Perseus the Deliverer
A Drama
The Legend of Perseus
Acrisius, the Argive king, warned by an oracle that his daughter's son would be the agent of his death, hoped to escape his doom by shutting her up in a brazen tower. But Zeus, the King of the Gods, descended into her prison in a shower of gold and Danaë bore to him a son named Perseus. Danaë and her child were exposed in a boat without sail or oar on the sea, but here too fate and the gods intervened and, guided by a divine protection, the boat bore her safely to the Island of Seriphos. There Danaë was received and honoured by the King. When Perseus had grown to manhood the King, wishing to marry Danaë, decided to send him to his death and to that end ordered him to slay the Gorgon Medusa in the wild, unknown and snowy North and bring to him her head the sight of which turned men to stone. Perseus, aided by Athene, the Goddess of Wisdom, who gave him the divine sword Herpe, winged shoes to bear him through the air, her shield or aegis and the cap of invisibility, succeeded in his quest after many adventures. In his returning he came to Syria and found Andromeda, daughter of Cepheus and Cassiopea, King and Queen of Syria, chained to the rocks by the people to be devoured by a sea-monster as an atonement for her mother's impiety against the sea-god, Poseidon. Perseus slew the monster and rescued and wedded Andromeda.

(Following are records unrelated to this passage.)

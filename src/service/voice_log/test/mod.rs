use super::*;
use crate::model::voice::{LogTarget, VoiceChannelRef};
use chrono::{Duration, TimeZone};
use serenity::async_trait;

mod plan;

const GUILD_ID: u64 = 123456789012345678;
const USER_ID: u64 = 42;

fn at(secs: i64) -> DateTime<Utc> {
    Utc.timestamp_opt(1_700_000_000 + secs, 0).unwrap()
}

fn general() -> VoiceChannelRef {
    VoiceChannelRef::new(10, "General")
}

fn gaming() -> VoiceChannelRef {
    VoiceChannelRef::new(20, "Gaming")
}

fn change(before: Option<VoiceChannelRef>, after: Option<VoiceChannelRef>) -> VoiceStateChange {
    VoiceStateChange {
        guild_id: GUILD_ID,
        user_id: USER_ID,
        is_bot: false,
        mention: format!("<@{USER_ID}>"),
        display_name: "Alice".to_string(),
        before,
        after,
    }
}

fn key() -> MemberKey {
    MemberKey::new(GUILD_ID, USER_ID)
}

/// Sink that records every delivered line, optionally pausing before each one.
#[derive(Default)]
struct RecordingSink {
    delay: Option<std::time::Duration>,
    resolved: Mutex<Vec<LogTarget>>,
    sent: Mutex<Vec<(LogTarget, String)>>,
}

impl RecordingSink {
    fn with_delay(delay: std::time::Duration) -> Self {
        Self {
            delay: Some(delay),
            ..Self::default()
        }
    }

    fn lines(&self) -> Vec<String> {
        self.sent
            .lock()
            .unwrap()
            .iter()
            .map(|(_, line)| line.clone())
            .collect()
    }

    fn targets(&self) -> Vec<LogTarget> {
        self.sent
            .lock()
            .unwrap()
            .iter()
            .map(|(target, _)| target.clone())
            .collect()
    }

    fn resolve_count(&self) -> usize {
        self.resolved.lock().unwrap().len()
    }
}

#[async_trait]
impl LogSink for RecordingSink {
    type Channel = LogTarget;

    async fn resolve(&self, target: &LogTarget) -> Result<LogTarget, AppError> {
        self.resolved.lock().unwrap().push(target.clone());
        Ok(target.clone())
    }

    async fn post(&self, channel: &LogTarget, content: &str) -> Result<(), AppError> {
        if let Some(delay) = self.delay {
            tokio::time::sleep(delay).await;
        }
        self.sent
            .lock()
            .unwrap()
            .push((channel.clone(), content.to_string()));
        Ok(())
    }
}

/// Sink whose channel lookup fails, or that accepts a fixed number of lines and then fails.
struct FailingSink {
    fail_resolve: bool,
    accept: usize,
    sent: Mutex<Vec<String>>,
}

impl FailingSink {
    fn unresolvable() -> Self {
        Self {
            fail_resolve: true,
            accept: 0,
            sent: Mutex::new(Vec::new()),
        }
    }

    fn after(accept: usize) -> Self {
        Self {
            fail_resolve: false,
            accept,
            sent: Mutex::new(Vec::new()),
        }
    }
}

#[async_trait]
impl LogSink for FailingSink {
    type Channel = ();

    async fn resolve(&self, _target: &LogTarget) -> Result<(), AppError> {
        if self.fail_resolve {
            return Err(serenity::Error::Other("log channel unavailable").into());
        }
        Ok(())
    }

    async fn post(&self, _channel: &(), content: &str) -> Result<(), AppError> {
        let mut sent = self.sent.lock().unwrap();
        if sent.len() >= self.accept {
            return Err(serenity::Error::Other("message rejected").into());
        }
        sent.push(content.to_string());
        Ok(())
    }
}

In this piece the ancient legend has been divested of its original character of a heroic myth; it is made the nucleus round which there could grow the scenes of a romantic story of human temperament and life-impulses on the Elizabethan model. The country in which the action is located is a Syria of romance, not of history. Indeed a Hellenic legend could not at all be set in the environments of the life of a Semitic people and its early Aramaean civilisation: the town of Cepheus must be looked at as a Greek colony with a blonde Achaean dynasty ruling a Hellenised people who worship an old Mediterranean deity under a Greek name. In a romantic work of imagination of this type these outrages on history do not matter. Time there is more than Einsteinian in its relativity, the creative imagination is its sole disposer and arranger; fantasy reigns sovereign; the names of ancient countries and peoples are brought in only as fringes of a decorative background; anachronisms romp in wherever they can get an easy admittance, ideas and associations from all climes and epochs mingle; myth, romance and realism make up a single whole. For here the stage is the human mind of all times: the subject is an incident in its passage from a semi- primitive temperament surviving in a fairly advanced outward civilisation to a brighter intellectualism and humanism—never quite safe against the resurgence of the dark or violent life-forces which are always there subdued or subordinated or somnolent in the make-up of civilised man—and the first promptings of the deeper and higher psychic and spiritual being which it is his ultimate destiny to become.
Persons of the Drama
PALLAS ATHENE.
POSEIDON.
PERSEUS - son of Zeus and Danaë.
CEPHEUS - King of Syria.
IOLAUS - son of Cepheus and Cassiopea.
POLYDAON - priest of Poseidon.
PHINEUS - King of Tyre.
TYRNAUS, SMERDAS - merchants of Babylonia, wrecked on the coast of Syria.
THEROPS - a popular leader.
PERISSUS - a citizen butcher.
DERCETES - a Syrian captain.
NEBASSAR - captain of the Chaldean Guard.
CHABRIAS, DAMOETES, MEGAS, GARDAS, MORUS, SYRAX - townsmen and villagers.
CIREAS - a servant in the temple of Poseidon.
MEDES - an usher in the palace.
CASSIOPEA - princess of Chaldea, Queen of Syria.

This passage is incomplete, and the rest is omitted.